▸ WHAT THE EXERCISE ASKS: Reproduce the entries below exactly, but only from the line containing "pub fn new(raw: u64)" to the line containing "Hash, Serialize, Deserialize)]", inclusive.

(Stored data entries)
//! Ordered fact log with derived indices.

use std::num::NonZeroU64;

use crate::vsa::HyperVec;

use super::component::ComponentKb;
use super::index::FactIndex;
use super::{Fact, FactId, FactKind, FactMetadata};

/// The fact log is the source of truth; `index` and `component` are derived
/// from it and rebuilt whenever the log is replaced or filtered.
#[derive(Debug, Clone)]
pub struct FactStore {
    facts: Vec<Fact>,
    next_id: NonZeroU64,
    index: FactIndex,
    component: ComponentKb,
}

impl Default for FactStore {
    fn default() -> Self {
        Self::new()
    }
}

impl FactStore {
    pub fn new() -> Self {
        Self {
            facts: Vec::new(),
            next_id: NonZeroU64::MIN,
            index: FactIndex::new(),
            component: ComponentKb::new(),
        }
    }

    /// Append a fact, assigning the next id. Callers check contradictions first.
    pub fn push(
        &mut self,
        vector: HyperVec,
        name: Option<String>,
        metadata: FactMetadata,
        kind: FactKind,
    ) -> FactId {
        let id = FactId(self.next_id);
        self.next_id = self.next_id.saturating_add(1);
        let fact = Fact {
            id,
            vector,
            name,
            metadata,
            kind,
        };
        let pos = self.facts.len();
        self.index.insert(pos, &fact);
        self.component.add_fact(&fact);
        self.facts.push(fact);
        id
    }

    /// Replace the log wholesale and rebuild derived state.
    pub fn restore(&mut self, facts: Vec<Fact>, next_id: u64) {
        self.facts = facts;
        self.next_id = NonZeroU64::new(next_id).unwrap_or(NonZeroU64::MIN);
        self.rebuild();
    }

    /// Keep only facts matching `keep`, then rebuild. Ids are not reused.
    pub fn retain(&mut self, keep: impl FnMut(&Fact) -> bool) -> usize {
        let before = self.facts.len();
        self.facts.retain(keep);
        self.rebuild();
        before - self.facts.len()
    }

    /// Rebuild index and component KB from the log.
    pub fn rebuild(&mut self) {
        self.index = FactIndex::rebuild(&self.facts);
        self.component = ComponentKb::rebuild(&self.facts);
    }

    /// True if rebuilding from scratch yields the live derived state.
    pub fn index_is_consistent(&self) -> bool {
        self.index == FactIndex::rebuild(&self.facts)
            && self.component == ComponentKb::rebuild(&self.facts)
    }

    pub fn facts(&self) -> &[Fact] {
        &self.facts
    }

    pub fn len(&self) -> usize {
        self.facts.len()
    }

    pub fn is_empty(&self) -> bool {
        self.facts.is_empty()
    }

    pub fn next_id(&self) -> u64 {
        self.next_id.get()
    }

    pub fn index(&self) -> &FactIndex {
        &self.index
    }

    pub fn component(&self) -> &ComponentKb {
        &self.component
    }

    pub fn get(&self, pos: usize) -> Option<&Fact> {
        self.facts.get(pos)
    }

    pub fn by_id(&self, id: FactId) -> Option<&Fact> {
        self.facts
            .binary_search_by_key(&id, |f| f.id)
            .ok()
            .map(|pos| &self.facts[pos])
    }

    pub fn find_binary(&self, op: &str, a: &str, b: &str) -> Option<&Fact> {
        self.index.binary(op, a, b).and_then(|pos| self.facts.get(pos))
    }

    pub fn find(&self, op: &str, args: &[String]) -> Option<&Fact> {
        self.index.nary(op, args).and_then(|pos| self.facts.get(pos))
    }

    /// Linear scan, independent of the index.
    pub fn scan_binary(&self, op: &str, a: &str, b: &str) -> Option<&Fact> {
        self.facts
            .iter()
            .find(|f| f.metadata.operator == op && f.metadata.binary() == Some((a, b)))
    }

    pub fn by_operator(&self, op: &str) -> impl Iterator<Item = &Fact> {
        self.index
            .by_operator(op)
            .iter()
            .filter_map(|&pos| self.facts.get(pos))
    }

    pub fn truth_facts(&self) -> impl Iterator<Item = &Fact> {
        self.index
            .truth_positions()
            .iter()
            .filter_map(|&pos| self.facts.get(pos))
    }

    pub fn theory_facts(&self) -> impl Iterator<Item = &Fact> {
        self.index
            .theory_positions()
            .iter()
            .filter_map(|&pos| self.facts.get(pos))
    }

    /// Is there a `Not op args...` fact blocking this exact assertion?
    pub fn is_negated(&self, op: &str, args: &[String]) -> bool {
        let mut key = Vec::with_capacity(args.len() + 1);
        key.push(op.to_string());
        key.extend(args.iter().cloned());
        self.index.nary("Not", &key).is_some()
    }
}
...
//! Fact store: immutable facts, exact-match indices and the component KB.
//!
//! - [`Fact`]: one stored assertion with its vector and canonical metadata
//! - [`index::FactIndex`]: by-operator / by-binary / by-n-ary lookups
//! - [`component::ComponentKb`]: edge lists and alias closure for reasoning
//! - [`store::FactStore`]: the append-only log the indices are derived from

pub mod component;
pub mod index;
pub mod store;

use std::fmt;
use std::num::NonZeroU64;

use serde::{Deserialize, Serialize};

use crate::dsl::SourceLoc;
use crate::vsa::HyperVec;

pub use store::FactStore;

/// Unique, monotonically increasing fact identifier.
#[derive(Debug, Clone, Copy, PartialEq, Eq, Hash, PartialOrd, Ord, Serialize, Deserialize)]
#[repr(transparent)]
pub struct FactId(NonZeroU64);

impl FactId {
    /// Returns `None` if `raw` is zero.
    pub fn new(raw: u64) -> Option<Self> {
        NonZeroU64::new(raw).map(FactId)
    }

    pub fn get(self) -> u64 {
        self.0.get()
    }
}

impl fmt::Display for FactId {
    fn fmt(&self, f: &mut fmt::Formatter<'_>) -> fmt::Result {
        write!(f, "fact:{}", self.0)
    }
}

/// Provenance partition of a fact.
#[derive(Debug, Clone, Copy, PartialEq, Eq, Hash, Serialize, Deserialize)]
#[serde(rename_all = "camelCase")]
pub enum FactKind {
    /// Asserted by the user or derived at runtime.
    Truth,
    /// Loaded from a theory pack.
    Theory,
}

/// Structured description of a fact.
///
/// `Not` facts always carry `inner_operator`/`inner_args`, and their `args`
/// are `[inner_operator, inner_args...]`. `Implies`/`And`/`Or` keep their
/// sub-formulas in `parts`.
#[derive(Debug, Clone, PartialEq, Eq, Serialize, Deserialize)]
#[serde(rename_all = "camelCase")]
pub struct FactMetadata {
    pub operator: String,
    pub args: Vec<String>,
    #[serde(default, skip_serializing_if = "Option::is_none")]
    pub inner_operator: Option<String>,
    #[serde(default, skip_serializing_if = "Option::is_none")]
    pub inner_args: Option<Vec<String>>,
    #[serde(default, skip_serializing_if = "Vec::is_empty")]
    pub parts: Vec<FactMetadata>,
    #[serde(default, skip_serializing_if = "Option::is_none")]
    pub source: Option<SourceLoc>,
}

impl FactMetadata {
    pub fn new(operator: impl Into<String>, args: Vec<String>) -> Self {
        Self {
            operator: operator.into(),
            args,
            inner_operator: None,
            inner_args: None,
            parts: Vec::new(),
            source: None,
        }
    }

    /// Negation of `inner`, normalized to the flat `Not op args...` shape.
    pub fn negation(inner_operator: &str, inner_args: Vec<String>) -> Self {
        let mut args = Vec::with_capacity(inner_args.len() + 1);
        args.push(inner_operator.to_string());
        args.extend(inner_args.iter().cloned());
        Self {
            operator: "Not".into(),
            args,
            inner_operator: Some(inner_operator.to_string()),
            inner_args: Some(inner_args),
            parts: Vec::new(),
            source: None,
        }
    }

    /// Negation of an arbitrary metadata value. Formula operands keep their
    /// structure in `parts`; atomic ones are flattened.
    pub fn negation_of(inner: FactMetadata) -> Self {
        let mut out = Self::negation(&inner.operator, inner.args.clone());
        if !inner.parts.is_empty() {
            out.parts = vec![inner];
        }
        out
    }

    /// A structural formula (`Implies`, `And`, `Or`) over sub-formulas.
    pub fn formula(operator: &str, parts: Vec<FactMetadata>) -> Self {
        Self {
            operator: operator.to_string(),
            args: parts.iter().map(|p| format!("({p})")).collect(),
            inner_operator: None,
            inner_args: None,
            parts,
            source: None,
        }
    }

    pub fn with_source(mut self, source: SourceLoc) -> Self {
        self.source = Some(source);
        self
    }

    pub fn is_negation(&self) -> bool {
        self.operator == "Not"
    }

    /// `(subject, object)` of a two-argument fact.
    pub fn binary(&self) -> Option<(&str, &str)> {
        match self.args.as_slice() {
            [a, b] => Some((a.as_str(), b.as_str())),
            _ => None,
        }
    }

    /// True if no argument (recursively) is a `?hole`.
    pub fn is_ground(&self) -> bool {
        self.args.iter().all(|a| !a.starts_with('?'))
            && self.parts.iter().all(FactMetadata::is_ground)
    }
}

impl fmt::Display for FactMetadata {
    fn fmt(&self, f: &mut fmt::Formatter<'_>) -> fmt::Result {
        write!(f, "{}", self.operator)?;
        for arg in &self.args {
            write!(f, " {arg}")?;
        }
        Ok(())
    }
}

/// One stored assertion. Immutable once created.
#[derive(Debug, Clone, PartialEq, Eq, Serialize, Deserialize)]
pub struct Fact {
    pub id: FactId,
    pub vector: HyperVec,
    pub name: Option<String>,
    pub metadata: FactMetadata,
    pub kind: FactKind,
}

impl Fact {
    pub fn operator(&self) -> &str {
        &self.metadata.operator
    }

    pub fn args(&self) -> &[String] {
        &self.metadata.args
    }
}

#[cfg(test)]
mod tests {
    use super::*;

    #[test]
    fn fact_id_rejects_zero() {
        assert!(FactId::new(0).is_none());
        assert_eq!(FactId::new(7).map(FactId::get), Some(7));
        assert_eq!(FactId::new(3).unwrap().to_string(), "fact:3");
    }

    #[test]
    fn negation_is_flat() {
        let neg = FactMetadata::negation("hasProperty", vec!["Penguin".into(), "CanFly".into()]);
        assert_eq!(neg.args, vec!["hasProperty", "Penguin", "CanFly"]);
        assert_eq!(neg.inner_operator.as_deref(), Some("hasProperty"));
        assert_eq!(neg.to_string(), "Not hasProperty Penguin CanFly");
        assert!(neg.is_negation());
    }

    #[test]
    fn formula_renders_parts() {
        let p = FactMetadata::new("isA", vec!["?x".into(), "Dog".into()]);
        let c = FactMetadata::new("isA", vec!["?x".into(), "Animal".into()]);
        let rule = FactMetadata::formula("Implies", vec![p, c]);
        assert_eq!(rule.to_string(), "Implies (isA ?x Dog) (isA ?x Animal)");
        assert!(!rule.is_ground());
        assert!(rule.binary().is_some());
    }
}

▸ REPLY:
    pub fn new(raw: u64) -> Option<Self> {
        NonZeroU64::new(raw).map(FactId)
    }

    pub fn get(self) -> u64 {
        self.0.get()
    }
}

impl fmt::Display for FactId {
    fn fmt(&self, f: &mut fmt::Formatter<'_>) -> fmt::Result {
        write!(f, "fact:{}", self.0)
    }
}

/// Provenance partition of a fact.
#[derive(Debug, Clone, Copy, PartialEq, Eq, Hash, Serialize, Deserialize)]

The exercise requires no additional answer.